PC Gail Crocker, 46, met a fellow officer while her husband Peter, 49, was away from their home near St Austell, Cornwall, on a business trip in London.
Later that evening the mother of two typed a message on her mobile saying: ‘Thank you for a wonderful evening. Only wish we could do this more often’.
Gail Crocker, 46, committed suicide after sending a text meant for a man she had dated to her husband
But Mrs Crocker sent it to her husband of 30 years by mistake, an inquest in Truro was told.
He came home and she admitted to having a ‘one-off’ rendezvous with a male colleague but insisted it had never happened before.
The couple rowed, and the next day Mrs Crocker called in sick from work and drove to a lane two-and-a-half miles away from her home in the village of St Stephen. She took an overdose and was later found dead in her car on 15 June.
Mr Crocker, of St Stephen, Cornwall, told the inquest his wife had begged him for forgiveness when he got back from his trip.
He said: ‘I got out [of the car] and she was in floods of tears saying she was sorry. She told me it was a one-off and she had never done it before.
Mr Crocker told the hearing they rowed the following morning, saying: ‘She went on and on again. My work phone rang. I was so angry I slammed it into the ground.
After going to the supermarket to buy a replacement phone, Mr Crocker arrived home later that day to find his wife and her car had gone.
Mr Crocker contacted her sergeant at Bodmin Police Station who told him she had called in sick for her shift that afternoon.
He said: ‘I didn’t sleep at all. I didn’t hear from Gail during the night.’
The following morning David Rendell and his wife, close friends of the Crockers, spotted Mrs Crocker’s car in the car park at Lanjeth, a nearby village, and called her husband.
Mr Crocker discovered his wife’s body in the boot next to an empty bottle of tablets, which the pathologist said caused her death, and suicide notes written to him and daughters Chloe, 22 and Gemma, 25.
Mrs Crocker, who met her husband in Plymouth when she was 15 and he was 17, first trained as a PCSO in Truro in 2003 and became a police constable in 2007.
Mr Crocker added in his statement: ‘She was a people person – she would speak to anyone about anything. Being a PCSO was her perfect job.
‘She was my life. We had plans. Nothing was worth her taking her life. I’m lost without her.’
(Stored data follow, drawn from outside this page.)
//! Incremental ancestry graph
//!
//! The builder keeps one column per line of history that is still "open",
//! each remembering the commit it expects to see next. Commits must arrive in
//! topological order (children before parents), which is what `git log
//! --topo-order` emits.
//!
//! ## Algorithm
//!
//! For a commit `C` with parents `P1..Pn`:
//!
//! 1. `C` takes the first column expecting it, or a new column at position 0
//! 2. The cell is one glyph per column: `*` for `C`, `|` for the others
//! 3. The column advances to `P1` (or closes for a root commit, or when another
//!    column already expects `P1`); every further parent `Pk` moves to
//!    position `min(i + k - 1, len)`

use crate::artifacts::objects::commit::Commit;
use crate::artifacts::objects::object_id::ObjectId;

pub const COMMIT_GLYPH: &str = "*";
pub const LINE_GLYPH: &str = "|";

#[derive(Debug, Clone, Default)]
pub struct GraphBuilder {
    columns: Vec<ObjectId>,
    max_columns: Option<usize>,
}

impl GraphBuilder {
    pub fn new() -> Self {
        Self::default()
    }

    /// Builder whose active columns never exceed `max_columns`
    pub fn with_max_columns(max_columns: usize) -> Self {
        GraphBuilder {
            columns: Vec::new(),
            max_columns: Some(max_columns.max(1)),
        }
    }

    pub fn columns(&self) -> &[ObjectId] {
        &self.columns
    }

    /// Place `commit` and return its graph cell
    pub fn push(&mut self, commit: &Commit) -> String {
        let column = self.locate(commit.oid());
        let cell = self.cell(column);
        self.advance(column, commit.parents());
        cell
    }

    fn locate(&mut self, oid: &ObjectId) -> usize {
        match self.columns.iter().position(|expected| expected == oid) {
            Some(column) => column,
            None => {
                self.columns.insert(0, oid.clone());
                0
            }
        }
    }

    fn cell(&self, column: usize) -> String {
        (0..self.columns.len())
            .map(|index| {
                if index == column {
                    COMMIT_GLYPH
                } else {
                    LINE_GLYPH
                }
            })
            .collect::<Vec<_>>()
            .join(" ")
    }

    fn advance(&mut self, column: usize, parents: &[ObjectId]) {
        let Some((mainline, others)) = parents.split_first() else {
            self.columns.remove(column);
            return;
        };

        let already_expected = self
            .columns
            .iter()
            .enumerate()
            .any(|(index, expected)| index != column && expected == mainline);
        if already_expected {
            // the mainline joins a line that is already open
            self.columns.remove(column);
        } else {
            self.columns[column] = mainline.clone();
        }

        for (offset, parent) in others.iter().enumerate() {
            if parent == mainline {
                continue;
            }
            self.columns.retain(|expected| expected != parent);
            let k = offset + 2;
            let position = (column + k - 1).min(self.columns.len());
            self.columns.insert(position, parent.clone());
        }

        if let Some(max_columns) = self.max_columns {
            self.columns.truncate(max_columns);
        }
    }
}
The unnamed colleague with whom Mrs Crocker spent the evening was not required to give evidence or named at the inquest.
Returning a verdict of suicide, Coroner for Cornwall Emma Carlyon told the hearing she was satisfied that Mrs Crocker’s death resulted from a deliberate act to take her own life.
At the time of her death colleagues paid tribute to the ‘excellent’ police officer who was based in Truro and later Bodmin.
Sector inspector Robin Hogg said: ‘I have known Gail for several years and will always remember her as an excellent officer with a bright, happy and positive disposition.’
‘Gail leaves a husband and two daughters who miss her deeply and are very proud of the role she carried out in the community.’